Last Saturday was my first time going to a for-profit fan convention; my previous experiences have been with comic book conventions as exhibitor support, most notably (and for more than 20 years) Comic-Con.
As anyone who’s been there lately knows, Comic-Con has evolved from a regional comic book show into a pop culture powerhouse. The press of the massive crowd and the should-be-simple logistics of lodging and transportation drive me so insane that I refuse to go there any longer, and yet you still only have to say “hoteloween” or “ACE parking permit” to get my blood pressure up.
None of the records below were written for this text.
//! Subscriber lists for protocol events
//!
//! Every event kind has its own `Listeners` list. Listeners run synchronously
//! on the task that emits the event, in the order they subscribed.

use std::fmt;
use std::net::SocketAddr;
use std::sync::{Arc, PoisonError, RwLock};

type Callback<E> = Arc<dyn Fn(&E) + Send + Sync>;

/// A control packet together with the endpoint that sent it
#[derive(Debug, Clone, PartialEq)]
pub struct PacketEvent<P> {
    pub sender: SocketAddr,
    pub packet: P,
}

pub struct Listeners<E> {
    callbacks: RwLock<Vec<Callback<E>>>,
}

impl<E> Default for Listeners<E> {
    fn default() -> Self {
        Self {
            callbacks: RwLock::new(Vec::new()),
        }
    }
}

impl<E> fmt::Debug for Listeners<E> {
    fn fmt(&self, f: &mut fmt::Formatter<'_>) -> fmt::Result {
        f.debug_struct("Listeners").field("count", &self.len()).finish()
    }
}

impl<E> Listeners<E> {
    pub fn new() -> Self {
        Self::default()
    }

    pub fn subscribe<F>(&self, callback: F)
    where
        F: Fn(&E) + Send + Sync + 'static,
    {
        self.callbacks
            .write()
            .unwrap_or_else(PoisonError::into_inner)
            .push(Arc::new(callback));
    }

    /// Delivers `event` to every listener and returns how many received it
    pub fn emit(&self, event: &E) -> usize {
        // Snapshot first so a listener may subscribe without deadlocking
        let callbacks: Vec<Callback<E>> = self
            .callbacks
            .read()
            .unwrap_or_else(PoisonError::into_inner)
            .clone();

        for callback in &callbacks {
            callback(event);
        }
        callbacks.len()
    }

    pub fn len(&self) -> usize {
        self.callbacks
            .read()
            .unwrap_or_else(PoisonError::into_inner)
            .len()
    }

    pub fn is_empty(&self) -> bool {
        self.len() == 0
    }
}

#[cfg(test)]
mod tests {
    use super::*;
    use std::sync::Mutex;

    #[test]
    fn test_delivery_in_subscription_order() {
        let listeners: Listeners<u32> = Listeners::new();
        let seen = Arc::new(Mutex::new(Vec::new()));

        for id in 0..3 {
            let seen = Arc::clone(&seen);
            listeners.subscribe(move |value: &u32| seen.lock().unwrap().push((id, *value)));
        }

        assert_eq!(listeners.emit(&7), 3);
        assert_eq!(*seen.lock().unwrap(), vec![(0, 7), (1, 7), (2, 7)]);
    }

    #[test]
    fn test_emit_without_listeners() {
        let listeners: Listeners<String> = Listeners::new();
        assert!(listeners.is_empty());
        assert_eq!(listeners.emit(&"nobody".to_string()), 0);
    }

    #[test]
    fn test_listener_may_subscribe_during_emit() {
        let listeners: Arc<Listeners<u8>> = Arc::new(Listeners::new());
        let inner = Arc::clone(&listeners);
        listeners.subscribe(move |_| inner.subscribe(|_| {}));

        listeners.emit(&1);
        assert_eq!(listeners.len(), 2);
    }
}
It might seem that Comic-Con is a better deal for the all-around fan than Creation Con. At Comic Con, for one base price, you get access to all the panels; a huge exhibitor floor, many of them offering exclusives and give-aways; a veritable army of cosplayers; and the opportunity to see your favorite actors as they have a few drinks or rush over to a free signing. It sure sounds nice, but the reality has an ugly side. You can get trampled if you accidentally find yourself near a booth that’s just put up a new exclusive item, hotel rooms in the vicinity book out in minutes with only a fraction of fans being able to book them, and there are lines for everything, with no promise of anything. For instance, if you want to get an autograph, you have to get in line to enter a lottery, so you better not have your heart set too hard on meeting any specific actor.
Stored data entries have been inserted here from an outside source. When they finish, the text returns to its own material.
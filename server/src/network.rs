//! Server channel: session-aware receive pipeline, tick loop and outbound traffic
//!
//! The server binds one UDP endpoint and treats every remote endpoint as a
//! session. Handshakes are completed automatically (the reply carries the
//! server's public key and the session becomes healthy), disconnects remove
//! the session, and idle sessions are swept after the configured timeout.
//!
//! Background work runs as tracked tasks on the underlying `Channel`:
//! - **listen**: receive datagrams into the queue
//! - **process**: resolve the session of each datagram and dispatch it
//! - **clock**: fire ticks at the configured interval
//! - **flush**: send packets queued from synchronous listeners
//! - **sweep**: expire idle sessions

use log::{debug, error, info, warn};
use shared::config::ServerConfig;
use shared::{
    Channel, Datagram, DisconnectPacket, HandshakePacket, KeyExchange, NetError, Packet,
    PacketInterceptor, PacketRegistry, PacketSerializer, Result, Session, SessionHandler,
    TickingClock, UdpTransport,
};
use std::fmt;
use std::net::SocketAddr;
use std::sync::{Arc, PoisonError, RwLock};
use tokio::net::ToSocketAddrs;
use tokio::sync::{mpsc, Mutex};
use tokio::time::{interval, MissedTickBehavior};
use tokio_util::sync::CancellationToken;

/// Lifecycle of the server channel
#[derive(Debug, Clone, Copy, PartialEq, Eq)]
pub enum ServerStatus {
    Unknown,
    Starting,
    Online,
    Stopping,
    Offline,
}

impl fmt::Display for ServerStatus {
    fn fmt(&self, f: &mut fmt::Formatter<'_>) -> fmt::Result {
        let name = match self {
            ServerStatus::Unknown => "unknown",
            ServerStatus::Starting => "starting",
            ServerStatus::Online => "online",
            ServerStatus::Stopping => "stopping",
            ServerStatus::Offline => "offline",
        };
        f.write_str(name)
    }
}

/// Capacity state reported to outside observers; not driven by the channel
#[derive(Debug, Clone, Copy, PartialEq, Eq)]
pub enum ServerState {
    Unknown,
    Available,
    Saturated,
}

/// A packet waiting for the flush loop
struct Outgoing {
    session: Arc<Session>,
    packet: Packet,
}

struct ServerInner {
    channel: RwLock<Option<Arc<Channel>>>,
    local_addr: SocketAddr,
    config: ServerConfig,
    sessions: Arc<SessionHandler>,
    serializer: PacketSerializer,
    interceptor: Arc<PacketInterceptor>,
    clock: Arc<TickingClock>,
    status: RwLock<ServerStatus>,
    state: RwLock<ServerState>,
    outbox: mpsc::UnboundedSender<Outgoing>,
    outbox_rx: Mutex<mpsc::UnboundedReceiver<Outgoing>>,
    lifecycle: Mutex<()>,
}

/// Authoritative end of the protocol
///
/// Cloning is cheap and every clone drives the same server.
#[derive(Clone)]
pub struct ServerChannel {
    inner: Arc<ServerInner>,
}

impl ServerChannel {
    /// Binds the server endpoint without starting any loop.
    ///
    /// `registry` must already hold every game packet type the server will
    /// exchange.
    pub async fn bind<A: ToSocketAddrs>(
        addr: A,
        config: ServerConfig,
        registry: Arc<PacketRegistry>,
    ) -> Result<Self> {
        config.validate()?;

        let transport = UdpTransport::bind(addr).await?;
        let local_addr = transport.local_addr();
        let channel = Channel::new(transport, config.max_process_threshold);

        let serializer = PacketSerializer::new(registry);
        let interceptor = Arc::new(PacketInterceptor::new(serializer.clone()));
        let sessions = Arc::new(SessionHandler::new());
        let (outbox, outbox_rx) = mpsc::unbounded_channel();

        let server = ServerChannel {
            inner: Arc::new(ServerInner {
                channel: RwLock::new(Some(Arc::new(channel))),
                local_addr,
                clock: Arc::new(TickingClock::new(config.tick_interval)),
                config,
                sessions,
                serializer,
                interceptor,
                status: RwLock::new(ServerStatus::Unknown),
                state: RwLock::new(ServerState::Unknown),
                outbox,
                outbox_rx: Mutex::new(outbox_rx),
                lifecycle: Mutex::new(()),
            }),
        };

        server.install_protocol_listeners();
        info!("Server bound to {}", local_addr);
        Ok(server)
    }

    /// Built-in listeners run before any registered by the application
    fn install_protocol_listeners(&self) {
        let sessions = Arc::clone(&self.inner.sessions);
        let outbox = self.inner.outbox.clone();
        self.inner.interceptor.on_handshake(move |event| {
            let Some(session) = sessions.find_by_endpoint(event.sender) else {
                warn!("Handshake from {} without a session", event.sender);
                return;
            };

            let peer_key = event.packet.public_key;
            if let Some(reply) = session.answered_handshake(&peer_key) {
                debug!("Repeated handshake from {}, resending reply", event.sender);
                queue_reply(&outbox, session, reply);
                return;
            }

            let exchange = KeyExchange::new();
            let reply = exchange.packet();
            match exchange.complete(&event.packet) {
                Ok(key) => {
                    session.encryption().establish(key);
                    session.set_healthy(true);
                    session.record_handshake(peer_key, reply.clone());
                    info!("Session {} secured for {}", session.id(), event.sender);
                    queue_reply(&outbox, session, reply);
                }
                Err(e) => warn!("Rejected handshake from {}: {}", event.sender, e),
            }
        });

        let sessions = Arc::clone(&self.inner.sessions);
        self.inner.interceptor.on_disconnect(move |event| {
            if let Some(session) = sessions.remove(event.sender) {
                session.set_healthy(false);
                info!(
                    "Session {} disconnected: {}",
                    session.id(),
                    event.packet.reason.as_deref().unwrap_or("no reason given")
                );
            }
        });
    }

    /// Starts the receive, process, clock, flush and sweep loops.
    ///
    /// Valid from `Unknown` or `Offline`; a stopped server rebinds its
    /// previous address. Returns once the loops are launched.
    pub async fn start(&self) -> Result<()> {
        let _lifecycle = self.inner.lifecycle.lock().await;

        let status = self.status();
        if !matches!(status, ServerStatus::Unknown | ServerStatus::Offline) {
            return Err(NetError::InvalidState(format!("cannot start while {}", status)));
        }
        self.set_status(ServerStatus::Starting);

        let channel = match self.channel() {
            Some(channel) => channel,
            None => match Channel::bind(self.inner.local_addr, self.inner.config.max_process_threshold).await {
                Ok(channel) => {
                    let channel = Arc::new(channel);
                    *self.inner.channel.write().unwrap_or_else(PoisonError::into_inner) =
                        Some(Arc::clone(&channel));
                    channel
                }
                Err(e) => {
                    self.set_status(ServerStatus::Offline);
                    return Err(e);
                }
            },
        };

        self.spawn_loops(&channel);
        self.set_status(ServerStatus::Online);
        info!(
            "Server online at {} ({:?} ticks)",
            self.inner.local_addr, self.inner.config.tick_interval
        );
        Ok(())
    }

    fn spawn_loops(&self, channel: &Arc<Channel>) {
        let listener = Arc::clone(channel);
        channel.spawn("listen", async move { listener.listen().await });

        let processor = Arc::clone(channel);
        let sessions = Arc::clone(&self.inner.sessions);
        let interceptor = Arc::clone(&self.inner.interceptor);
        channel.spawn("process", async move {
            processor
                .process(move |datagram| dispatch(&sessions, &interceptor, datagram))
                .await
        });

        let clock = Arc::clone(&self.inner.clock);
        let signal = channel.signal().clone();
        channel.spawn("clock", async move { clock.tick(&signal).await });

        let server = self.clone();
        let signal = channel.signal().clone();
        channel.spawn("flush", async move { server.flush_outbox(&signal).await });

        let sessions = Arc::clone(&self.inner.sessions);
        let config = self.inner.config.clone();
        let signal = channel.signal().clone();
        channel.spawn("sweep", async move {
            sweep_sessions(&sessions, &config, &signal).await
        });
    }

    /// Sends packets queued by `post` and the built-in listeners
    async fn flush_outbox(&self, signal: &CancellationToken) -> Result<()> {
        let mut outbox = self.inner.outbox_rx.lock().await;
        loop {
            let next = tokio::select! {
                _ = signal.cancelled() => return Err(NetError::Cancelled),
                next = outbox.recv() => next,
            };

            match next {
                Some(Outgoing { session, packet }) => self.send(&session, &packet).await,
                None => return Ok(()),
            }
        }
    }

    /// Stops every loop and waits for them to finish
    pub async fn stop(&self) -> Result<()> {
        let _lifecycle = self.inner.lifecycle.lock().await;

        let status = self.status();
        if status != ServerStatus::Online {
            return Err(NetError::InvalidState(format!("cannot stop while {}", status)));
        }
        self.set_status(ServerStatus::Stopping);

        let channel = self
            .inner
            .channel
            .write()
            .unwrap_or_else(PoisonError::into_inner)
            .take();
        if let Some(channel) = channel {
            channel.shutdown().await;
        }

        self.set_status(ServerStatus::Offline);
        info!("Server on {} offline", self.inner.local_addr);
        Ok(())
    }

    /// Sends `packet` to one session.
    ///
    /// Unhealthy sessions only accept handshakes; anything else is dropped
    /// with a warning. Encoding and transport failures are logged.
    pub async fn send(&self, session: &Session, packet: &Packet) {
        if !session.is_healthy() && !packet.is_handshake() {
            warn!(
                "Dropping {} for unhealthy session {} ({})",
                packet,
                session.id(),
                session.endpoint()
            );
            return;
        }

        let Some(channel) = self.channel() else {
            warn!("Dropping {} for {}: server is offline", packet, session.endpoint());
            return;
        };

        let data = match self.inner.serializer.write(packet, session.encryption()) {
            Ok(data) => data,
            Err(e) => {
                error!("Failed to encode {} for {}: {}", packet, session.endpoint(), e);
                return;
            }
        };

        match channel.transport().send(&data, session.endpoint()).await {
            Ok(_) => debug!("Sent {} to {}", packet, session.endpoint()),
            Err(e) => error!("Failed to send {} to {}: {}", packet, session.endpoint(), e),
        }
    }

    /// Sends `packet` to every session of the current snapshot, in turn.
    ///
    /// Returns the number of sessions in the snapshot.
    pub async fn broadcast(&self, packet: &Packet) -> usize {
        let sessions = self.inner.sessions.get_all();
        for session in &sessions {
            self.send(session, packet).await;
        }
        sessions.len()
    }

    /// Queues `packet` for the flush loop; usable from synchronous listeners
    pub fn post(&self, session: Arc<Session>, packet: Packet) {
        if self.inner.outbox.send(Outgoing { session, packet }).is_err() {
            error!("Outbox closed, packet dropped");
        }
    }

    /// Tells a peer it is being disconnected and forgets its session
    pub async fn disconnect_session(&self, endpoint: SocketAddr, reason: Option<String>) -> Result<()> {
        let session = self.inner.sessions.get(endpoint)?;

        self.send(&session, &Packet::Disconnect(DisconnectPacket { reason }))
            .await;
        self.inner.sessions.remove(endpoint);
        session.set_healthy(false);
        Ok(())
    }

    fn channel(&self) -> Option<Arc<Channel>> {
        self.inner
            .channel
            .read()
            .unwrap_or_else(PoisonError::into_inner)
            .clone()
    }

    fn set_status(&self, status: ServerStatus) {
        *self.inner.status.write().unwrap_or_else(PoisonError::into_inner) = status;
        debug!("Server status: {}", status);
    }

    pub fn status(&self) -> ServerStatus {
        *self.inner.status.read().unwrap_or_else(PoisonError::into_inner)
    }

    pub fn state(&self) -> ServerState {
        *self.inner.state.read().unwrap_or_else(PoisonError::into_inner)
    }

    pub fn local_addr(&self) -> SocketAddr {
        self.inner.local_addr
    }

    pub fn config(&self) -> &ServerConfig {
        &self.inner.config
    }

    pub fn sessions(&self) -> &Arc<SessionHandler> {
        &self.inner.sessions
    }

    pub fn interceptor(&self) -> &Arc<PacketInterceptor> {
        &self.inner.interceptor
    }

    pub fn clock(&self) -> &Arc<TickingClock> {
        &self.inner.clock
    }

    pub fn registry(&self) -> &Arc<PacketRegistry> {
        self.inner.serializer.registry()
    }

    /// Datagrams received but not yet processed
    pub fn queue_depth(&self) -> usize {
        self.channel().map_or(0, |channel| channel.queue_depth())
    }

    /// Backpressure warnings emitted since the last start
    pub fn pressure_warnings(&self) -> u64 {
        self.channel().map_or(0, |channel| channel.pressure_warnings())
    }
}

/// Hands a handshake reply to the flush loop
fn queue_reply(
    outbox: &mpsc::UnboundedSender<Outgoing>,
    session: Arc<Session>,
    reply: HandshakePacket,
) {
    let endpoint = session.endpoint();
    let outgoing = Outgoing {
        session,
        packet: Packet::Handshake(reply),
    };
    if outbox.send(outgoing).is_err() {
        error!("Outbox closed, handshake reply to {} lost", endpoint);
    }
}

/// Resolves the sender's session and hands the datagram to the interceptor
fn dispatch(sessions: &SessionHandler, interceptor: &PacketInterceptor, datagram: Datagram) {
    let sender = datagram.sender;

    let session = match sessions.find_or_register(sender) {
        Ok(session) => session,
        Err(e) => {
            error!("No session for {}: {}", sender, e);
            return;
        }
    };
    session.touch();

    if let Err(e) = interceptor.accept(datagram, session.encryption()) {
        warn!("Dropped datagram from {}: {}", sender, e);
    }
}

/// Expires idle sessions every `sweep_interval` until cancelled
async fn sweep_sessions(
    sessions: &SessionHandler,
    config: &ServerConfig,
    signal: &CancellationToken,
) -> Result<()> {
    let mut sweep = interval(config.sweep_interval);
    sweep.set_missed_tick_behavior(MissedTickBehavior::Skip);

    loop {
        tokio::select! {
            _ = signal.cancelled() => return Err(NetError::Cancelled),
            _ = sweep.tick() => {}
        }

        for session in sessions.expire_idle(config.session_timeout) {
            info!(
                "Session {} for {} timed out",
                session.id(),
                session.endpoint()
            );
        }
    }
}
//! # Game Server Library
//!
//! Server side of the Veloce protocol engine. A `ServerChannel` binds one UDP
//! endpoint, tracks a session per remote endpoint and drives the fixed-rate
//! tick loop the game simulation hangs off.
//!
//! ## Core Responsibilities
//!
//! ### Connection Lifecycle
//! - Handshakes are answered automatically and secure the session
//! - Disconnect packets remove the session
//! - Sessions idle past the configured timeout are swept
//!
//! ### Outbound Traffic
//! `send` targets one session and `broadcast` every session of a snapshot.
//! Sessions that have not completed the handshake only accept handshake
//! packets; anything else is dropped with a warning.
//!
//! ### Ticking
//! The server clock fires at the configured interval, independent of network
//! I/O, and reports ticks whose listeners overran the interval.
//!
//! ## Lifecycle
//!
//! `Unknown → Starting → Online` on `start()`, `Online → Stopping → Offline`
//! on `stop()`. A stopped server can be started again on the same address.
//!
//! ## Usage Example
//!
//! ```rust,no_run
//! use server::network::ServerChannel;
//! use shared::{gameplay, PacketRegistry, ServerConfig};
//! use std::sync::Arc;
//!
//! #[tokio::main]
//! async fn main() -> Result<(), Box<dyn std::error::Error>> {
//!     let registry = Arc::new(PacketRegistry::new());
//!     gameplay::register_packets(&registry)?;
//!
//!     let server = ServerChannel::bind("127.0.0.1:8080", ServerConfig::default(), registry).await?;
//!     server.clock().on_tick(|tick| log::trace!("tick {}", tick.number));
//!     server.start().await?;
//!
//!     tokio::signal::ctrl_c().await?;
//!     server.stop().await?;
//!     Ok(())
//! }
//! ```

pub mod network;

pub use network::{ServerChannel, ServerState, ServerStatus};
And the line for Hall H — the biggest hall in the convention center, which features the most popular panels — has become so mind-bogglingly long it is now a regular annual news story. You can get into the line, sure, but there is no guarantee you will ever get into the hall; it can only accommodate about 5% of the attendees at any one time. And if you do get in to any panel, you’ll find it already packed with people who are parking themselves there for the day. At that 2008 convention, I went to the Jim Butcher panel (in another convention room, thus a smaller one with less of a wait). While it seemed most of his fans got in to that 3 pm event, the front of the room were all taken up with DragonBall Z fans, who spent their time texting each other. The few of us who’d made it in to see the writer, including two super-fans dressed as Harry Dresden, had to wade through them if they wanted to go up and ask a question. Given that so many don’t get what they wanted, the whining gets off the charts.
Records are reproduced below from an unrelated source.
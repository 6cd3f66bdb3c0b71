//! # Game Client Library
//!
//! Client side of the Veloce protocol engine. A `ClientChannel` talks to one
//! server: it runs the handshake, keeps the session alive with heartbeats and
//! sends game packets stamped with the player's identity.
//!
//! ## Connection Lifecycle
//!
//! ### Connect
//! `connect()` sends the client's public key and suspends until the server's
//! reply has established the session key. Only then is the Connect packet
//! sent; from that point every packet is sealed.
//!
//! ### Heartbeat
//! While the session is healthy a Heartbeat is sent every
//! `heartbeat_interval`, which keeps the server from expiring the session.
//!
//! ### Reconnect and Disconnect
//! `reconnect()` repeats the key exchange and announces the returning player.
//! `disconnect()` says goodbye and tears the channel down for good.
//!
//! ## Usage Example
//!
//! ```rust,no_run
//! use client::network::ClientChannel;
//! use shared::gameplay::{self, PositionUpdate};
//! use shared::{ClientConfig, PacketRegistry};
//! use std::sync::Arc;
//!
//! #[tokio::main]
//! async fn main() -> Result<(), Box<dyn std::error::Error>> {
//!     let registry = Arc::new(PacketRegistry::new());
//!     gameplay::register_packets(&registry)?;
//!
//!     let client = ClientChannel::bind(
//!         "127.0.0.1:8080".parse()?,
//!         ClientConfig::new("player-1"),
//!         registry,
//!     )
//!     .await?;
//!
//!     client.connect().await?;
//!     client.send_event(PositionUpdate { x: 1.0, y: 0.0, z: 2.0 }).await?;
//!     client.disconnect().await?;
//!     Ok(())
//! }
//! ```

pub mod network;

pub use network::ClientChannel;
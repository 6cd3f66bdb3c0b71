//! Key exchange behind the handshake packet
//!
//! Each side generates an ephemeral X25519 key pair, sends its public half in
//! a `HandshakePacket`, and derives the session key from the shared secret.
//! The secret is consumed on completion so a key pair is never reused.

use crate::encryption::KEY_SIZE;
use crate::error::{NetError, Result};
use crate::packet::HandshakePacket;
use rand::rngs::OsRng;
use sha2::{Digest, Sha256};
use x25519_dalek::{EphemeralSecret, PublicKey, SharedSecret};

const KEY_LABEL: &[u8] = b"veloce session key v1";

pub struct KeyExchange {
    secret: EphemeralSecret,
    public: PublicKey,
}

impl KeyExchange {
    pub fn new() -> Self {
        let secret = EphemeralSecret::random_from_rng(OsRng);
        let public = PublicKey::from(&secret);
        Self { secret, public }
    }

    pub fn public_key(&self) -> [u8; 32] {
        self.public.to_bytes()
    }

    /// The packet announcing this side's public key
    pub fn packet(&self) -> HandshakePacket {
        HandshakePacket {
            public_key: self.public_key(),
        }
    }

    /// Combines our secret with the peer's public key into a session key
    pub fn complete(self, peer: &HandshakePacket) -> Result<[u8; KEY_SIZE]> {
        let peer_public = PublicKey::from(peer.public_key);
        let shared = self.secret.diffie_hellman(&peer_public);

        if !shared.was_contributory() {
            return Err(NetError::Handshake(
                "peer sent a low-order public key".into(),
            ));
        }

        Ok(derive_session_key(&shared))
    }
}

impl Default for KeyExchange {
    fn default() -> Self {
        Self::new()
    }
}

fn derive_session_key(shared: &SharedSecret) -> [u8; KEY_SIZE] {
    let mut hasher = Sha256::new();
    hasher.update(KEY_LABEL);
    hasher.update(shared.as_bytes());
    hasher.finalize().into()
}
The Creation Con Supernatural San Francisco show, on the other hand, had a basic price ($50) for a single day general admission to all the panels — which were (obviously) specific to a single TV show and in a smaller single hall. There were upcharges for almost everything else. It cost more to have a reserved seat in the center sections; more on top of that to get closer seats, culminating in $869 for 3 days of being able to sit in the front row. To get a photograph with the actors (singly or in a set) cost between $50-$299 per star; autographs were $20-$99 with you providing the material to be signed; and several private “meet-and-greet” opportunities were available for only 20 at a time and cost about $200.
In my opinion, having access priced out seemed far more pleasant to me than having to fight for such a scarce resource, or finding myself in the midst of such mayhem. The Supernatural convention was specialized, but everyone who came was guaranteed a seat. General seating on either side, plus video screens, gave us all we needed to enjoy the show, but if I go again, I’d be willing to spring another $20 to have a seat that I can count on finding instead of having to look for a free space.
Those who bought in to the premium access to the actors got far more than a grip-and-grin or a glassy eyed “how are ya?”. I saw some of the pictures which came out of the picture sessions and care had obviously been taken to capture personality and interaction between fan and star. The “high-rollers” in the front rows got extra attention (and better photographs) and could sleep in before the show started rather than sitting on a sidewalk all night for their primo spot. And since the meet-and-greets also had limited availability to the first 20 to purchase the time, they were a personalized experience as well.
In my opinion, it made for a happier show and a better experience. I suspect Comic Con remains non-profit just so the comic book dealers who used to be the backbone of the show can still afford to go, because (given that there is a years-long wait list for exhibitor space) we’d certainly be priced out at market rates. But the people who are there to see the entertainment previews are now the majority, and the most enthusiastic. Were Comic Con to sell reserved seats for its panels, they would certainly find buyers; and they could still keep a general seating section for those who prefer to pay with time rather than money to see a studio promotion and its actors. And with the seats changing for each panel, the permanent parkers wouldn’t be taking the spaces for the fans specific to a particular promotion. It may be anathema to the masochistic “culture” that has sprung up within the infrastructure struggles of Comic-Con, but it’s a saner way to serve a fan-base.